I took your numbers and looked at it a bit differently, and it seems to me that there is a potential correlation between AWS sequential results and DDOG sequential results.
Please keep in mind that I am an engineer, not a statistician, so my terminology in this may not be 100% accurate, but here’s what I see. Just looking at the dataset as provided, the correlation coefficient between AWS sequential growth and DDOG sequential growth is 0.59 (correlation coefficient is what it sounds like- a way to see how two datasets are correlated. It ranges from -1 to 1, with -1 being a strong negative correlation, 0 being no correlation, and 1 being a strong positive correlation- the datasets go in the same direction if positive, in opposite directions if negative). A correlation of 0.59 is decent, but not necessarily that strong.

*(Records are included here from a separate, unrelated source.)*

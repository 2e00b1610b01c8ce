use crate::config::AssignmentConfig;
use crate::edge::EdgeTable;
use crate::error::{Error, ResolveError, RouteError, VolumeError};
use crate::graph::{GraphBuilder, RoutingGraph};
use crate::lot::{LotRecord, ParkingLots, SamplePath};
use crate::routing::{Route, RouteOutcome, RoutingEngine, Waypoint};
use crate::volume::VolumeTracker;
use crate::weight::{Period, RefreshSummary, WeightUpdater};
use crate::{EdgeId, VehicleId};

/// The state of one simulation run: the routing graph, the resolved parking lots,
/// and the volumes and weights fed back from the simulation.
///
/// Runs share nothing. To run several simulations on the same network, build the graph
/// once and hand each run its own copy with [AssignmentRun::from_graph].
#[derive(Clone, Debug)]
pub struct AssignmentRun {
    /// The run parameters.
    config: AssignmentConfig,
    /// The routing graph, whose weights change as the run progresses.
    graph: RoutingGraph,
    /// The resolved parking lots.
    lots: ParkingLots,
    /// The vehicle count on each edge.
    volumes: VolumeTracker,
    /// The travel time estimate of each edge.
    weights: WeightUpdater,
}

/// The state of one edge, for reporting.
#[derive(Clone, Copy, Debug, PartialEq)]
#[cfg_attr(feature = "serde", derive(serde::Serialize, serde::Deserialize))]
pub struct EdgeState {
    /// The edge ID.
    pub edge: EdgeId,
    /// The number of vehicles assigned to the edge.
    pub volume: u32,
    /// The current weight in s.
    pub weight: f64,
    /// Whether the edge is closed.
    pub closed: bool,
}

impl AssignmentRun {
    /// Builds the routing graph for a network and starts a run on it.
    pub fn build_graph(mut edges: EdgeTable, config: AssignmentConfig) -> Result<Self, Error> {
        config.validate()?;
        if let Some(kind) = config.edge_kind {
            edges.retain_kind(kind);
        }
        let graph = GraphBuilder::new(&edges)
            .free_flow_speed(config.free_flow_speed)
            .build()?;
        Ok(Self::from_graph(graph, config))
    }

    /// Starts a run on an already built graph.
    pub fn from_graph(mut graph: RoutingGraph, config: AssignmentConfig) -> Self {
        let volumes = VolumeTracker::new(graph.edge_ids());
        let weights = WeightUpdater::new(&mut graph, config.closed_edge_weight);
        Self {
            config,
            graph,
            lots: ParkingLots::default(),
            volumes,
            weights,
        }
    }

    /// Resolves parking lots to vertices using sample paths.
    pub fn resolve_lots<'a>(
        &mut self,
        records: impl IntoIterator<Item = &'a LotRecord>,
        paths: impl IntoIterator<Item = &'a SamplePath>,
    ) -> Result<&ParkingLots, ResolveError> {
        self.lots = ParkingLots::resolve(records, paths, &self.graph)?;
        Ok(&self.lots)
    }

    /// Gets the run parameters.
    pub fn config(&self) -> &AssignmentConfig {
        &self.config
    }

    /// Gets the routing graph.
    pub fn graph(&self) -> &RoutingGraph {
        &self.graph
    }

    /// Gets the resolved parking lots.
    pub fn lots(&self) -> &ParkingLots {
        &self.lots
    }

    /// Gets the edge volumes.
    pub fn volumes(&self) -> &VolumeTracker {
        &self.volumes
    }

    /// Gets the edge weights.
    pub fn weights(&self) -> &WeightUpdater {
        &self.weights
    }

    /// Gets a routing engine over the current weights.
    pub fn engine(&self) -> RoutingEngine<'_> {
        RoutingEngine::new(&self.graph).with_lots(&self.lots)
    }

    /// Finds the shortest route for every pair of origin and destination.
    pub fn route(&self, origins: &[Waypoint], destinations: &[Waypoint]) -> Vec<RouteOutcome> {
        self.engine().route(origins, destinations)
    }

    /// Finds the shortest route between a single origin and destination.
    pub fn route_one(
        &self,
        origin: impl Into<Waypoint>,
        destination: impl Into<Waypoint>,
    ) -> Result<Route, RouteError> {
        self.engine().route_one(origin, destination)
    }

    /// Routes a vehicle and records its departure on the route found.
    pub fn depart(
        &mut self,
        vehicle: VehicleId,
        origin: impl Into<Waypoint>,
        destination: impl Into<Waypoint>,
    ) -> Result<Route, Error> {
        let route = self.route_one(origin, destination)?;
        self.volumes
            .on_departure(vehicle, route.edges.iter().copied())?;
        Ok(route)
    }

    /// Records a vehicle leaving on the given route.
    pub fn on_departure(
        &mut self,
        vehicle: VehicleId,
        route: impl IntoIterator<Item = EdgeId>,
    ) -> Result<(), VolumeError> {
        self.volumes.on_departure(vehicle, route)
    }

    /// Records a vehicle reaching its destination.
    pub fn on_arrival(&mut self, vehicle: VehicleId) -> Result<Vec<EdgeId>, VolumeError> {
        self.volumes.on_arrival(vehicle)
    }

    /// Applies travel time measurements and closures for a period.
    pub fn refresh_weights(
        &mut self,
        period: Period,
        measurements: impl IntoIterator<Item = (EdgeId, Option<f64>)>,
        closed: impl IntoIterator<Item = EdgeId>,
    ) -> RefreshSummary {
        self.weights
            .refresh(&mut self.graph, period, measurements, closed)
    }

    /// Applies measurements for the period containing `elapsed` seconds of simulation.
    pub fn refresh_at_elapsed(
        &mut self,
        elapsed: f64,
        measurements: impl IntoIterator<Item = (EdgeId, Option<f64>)>,
        closed: impl IntoIterator<Item = EdgeId>,
    ) -> RefreshSummary {
        let period = Period::from_elapsed(elapsed, self.config.evaluation_interval);
        self.refresh_weights(period, measurements, closed)
    }

    /// Gets the volume, weight and closure of every edge in ascending ID order.
    pub fn snapshot(&self) -> Vec<EdgeState> {
        self.volumes
            .volumes()
            .map(|(edge, volume)| EdgeState {
                edge,
                volume,
                weight: self.weights.weight(edge).unwrap_or(f64::NAN),
                closed: self.weights.is_closed(edge),
            })
            .collect()
    }

    /// Clears volumes and restores initial weights so a new run can start on the same graph.
    pub fn reset(&mut self) {
        self.volumes.reset();
        self.weights.reset(&mut self.graph);
        log::info!("reset assignment run state");
    }
}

However, if you look a little closer at the data, you may see the relationship between AWS and DDOG results look a bit strange in Q1 2020. Using a standard test for outliers (1.5 times the interquartile range), we can see that the difference between DDOG and AWS results is an outlier in Q1 2020 (DDOG - AWS = difference). This makes sense both visually looking at a plot of the data as well as thinking back to that timeframe - covid had a varying effect on many companies when it appeared.
If you agree Q1 2020 is an outlier and remove the data, the correlation coefficient increases tremendously, to 0.89. I would consider this to be a strong correlation (as always, correlation isn’t causation, but we’re not necessarily looking for why, just what may happen). I would suggest based on this that there is a correlation between AWS and DDOG sequential results.
Another way that I enjoy looking at statistics is simply visually. As humans we’re very good at seeing patterns (often when they aren’t even there), and statistics is essentially a mathematical way of confirming (or refuting) the patterns we see in data. A simple scatter plot shows the evident correlation (shown here with the outlier removed).
If you perform a simple linear curve fit on the data, you get an r-squared value of 0.65 (r-squared is a measure of how close your actual data is to a line drawn through the data. It ranges from 0 to 1, with 1 indicating the data fits very close to the line, and 0 meaning the data does not fit at all to the theoretical line). A value of 0.65 is decent- again supporting a relationship between AWS and DDOG. Ultimately, the linear curve fit is valuable because we can use it to predict DDOGs sequential results based off its historical relationship with AWS sequential results.
If this relationship holds true, we could expect DDOG to report sequential growth of 8.4% this quarter.
As an aside, there’s definitely further you can go with this sort of analysis, such as looking at confidence intervals, etc., but I’m afraid I’ve already strayed fairly far from the purpose of this board. Hopefully some folks found this interesting.